Encoding Categorical Variables

Machine learning algorithms work with numerical inputs. Categorical variables (like color, city, or category) must be converted to numbers.

Label Encoding

Assign integers: Red=0, Green=1, Blue=2. Use for ordinal data (low/medium/high).

One-Hot Encoding

Create binary column for each category. Best for nominal data (no inherent order).

// Encoding categorical data
var pipeline = mlContext.Transforms
    // Convert string categories to numbers (ordinal encoding)
    .Conversion.MapValueToKey("Color")
    // OR one-hot encode (creates multiple binary columns)
    .Append(mlContext.Transforms.OneHotEncoding("Color"))
    .Append(trainer);

Feature Engineering

Feature engineering is the art of creating new features from existing data that better represent underlying patterns.
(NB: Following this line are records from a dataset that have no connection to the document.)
use std::sync::Arc;
use tracing::{info, warn};
use uuid::Uuid;

use super::models::{Bid, BidStatus, NewBid};
use crate::api::auth::SessionUser;
use crate::api::dto::{InsertResult, UpdateResult};
use crate::api::error::ApiError;
use crate::api::policy;
use crate::db::{BidStore, JobStore, Store, StoreError};

/// Bid service: placement, listing and status transitions
pub struct BidService {
    store: Arc<dyn Store>,
}

impl BidService {
    pub fn new(store: Arc<dyn Store>) -> Self {
        Self { store }
    }

    /// Place a bid on a job
    ///
    /// # Business Logic
    /// - The bidder must be the caller, and cannot be the job's owner
    /// - At most one bid per (bidder, job): checked up front, and again by
    ///   the store's uniqueness guard for concurrent submissions
    /// - `jobOwnerEmail` is copied from the job, never from the payload
    /// - The insert and the job's `bidCount` increment are a single store write
    pub async fn create_bid(
        &self,
        session: &SessionUser,
        new_bid: NewBid,
    ) -> Result<InsertResult, ApiError> {
        policy::ensure_same_user(session, &new_bid.bidder_email)?;

        let job = self
            .store
            .get_job(new_bid.job_id)
            .await?
            .ok_or_else(|| ApiError::NotFound(format!("Job {}", new_bid.job_id)))?;

        if job.owner.email == new_bid.bidder_email {
            warn!("Service: {} tried to bid on own job {}", job.owner.email, job.id);
            return Err(ApiError::Validation(
                "Job owners cannot bid on their own job".to_string(),
            ));
        }

        if self
            .store
            .find_bid(&new_bid.bidder_email, new_bid.job_id)
            .await?
            .is_some()
        {
            warn!(
                "Service: Duplicate bid by {} on job {}",
                new_bid.bidder_email, new_bid.job_id
            );
            return Err(ApiError::DuplicateBid);
        }

        let bid = Bid::from_new(Uuid::new_v4(), job.owner.email, new_bid);
        match self.store.insert_bid(&bid).await {
            Ok(()) => {
                info!(
                    "Service: Bid {} placed by {} on job {}",
                    bid.id, bid.bidder_email, bid.job_id
                );
                Ok(InsertResult::new(bid.id))
            }
            Err(StoreError::Duplicate(_)) => Err(ApiError::DuplicateBid),
            Err(e) => Err(e.into()),
        }
    }

    /// Bids placed by `email`, or received on `email`'s jobs when `as_owner`
    pub async fn list_bids(
        &self,
        email: &str,
        as_owner: bool,
        session: &SessionUser,
    ) -> Result<Vec<Bid>, ApiError> {
        policy::ensure_same_user(session, email)?;

        let bids = if as_owner {
            self.store.list_bids_by_job_owner(email).await?
        } else {
            self.store.list_bids_by_bidder(email).await?
        };
        Ok(bids)
    }

    /// Move a bid along its lifecycle; only the job owner may do so
    pub async fn update_bid_status(
        &self,
        id: Uuid,
        next: BidStatus,
        session: &SessionUser,
    ) -> Result<UpdateResult, ApiError> {
        let bid = self
            .store
            .get_bid(id)
            .await?
            .ok_or_else(|| ApiError::NotFound(format!("Bid {}", id)))?;
        policy::ensure_bid_job_owner(session, &bid)?;

        if !bid.status.can_transition_to(next) {
            warn!("Service: Rejected transition {} -> {} on bid {}", bid.status, next, id);
            return Err(ApiError::InvalidTransition {
                from: bid.status,
                to: next,
            });
        }

        if !self.store.set_bid_status(id, bid.status, next).await? {
            return Err(ApiError::Conflict(format!(
                "Bid {} changed status concurrently",
                id
            )));
        }

        info!("Service: Bid {} moved {} -> {}", id, bid.status, next);
        Ok(UpdateResult::matched(true))
    }
}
Good features can dramatically improve model performance.

Feature Engineering Process
Domain Knowledge
Understand your business problem and data
Create Features
Combine, transform, or aggregate existing features
Evaluate Impact
Test which new features improve model performance

Examples of feature engineering:

  • Polynomial Features: Create x², x³, or interaction terms (x × y)
  • Date Features: Extract day, month, year, day-of-week from timestamps
  • Text Features: Word count, sentiment score, character length
  • Domain Features: Calculate ratios, differences, or derived metrics
// Feature engineering examples
var pipeline = mlContext.Transforms
    // Create polynomial features
    .CopyColumns("Features_squared", "Features")
    .Append(mlContext.Transforms.Math.MultiplyBy("Features_squared", 
        estimatorChain: mlContext.Transforms.Concatenate("Features_squared", "Features")))
    // Extract parts from text
    .Append(mlContext.Transforms.Text.FeaturizeText("TextFeatures", "Description"))
    // Normalize
    .Append(mlContext.Transforms.NormalizeMinMax("Features"));
Advertisement

🧠 Quick Check — Lesson 5

Why is feature scaling important in machine learning?

🧠 Quick Check — Lesson 5

When should you use one-hot encoding instead of label encoding?

Lesson Summary

Data preprocessing is critical: model quality depends on data quality. Spend time cleaning and preparing data.

Missing values can be handled by deletion, imputation with mean/median, forward fill, or model-based approaches.

Feature scaling (normalization/standardization) brings features to similar ranges, improving algorithm performance.

Encoding converts categorical variables: label encoding for ordinal data, one-hot encoding for nominal data.

Feature engineering creates new features that better represent patterns, often providing the biggest performance gains.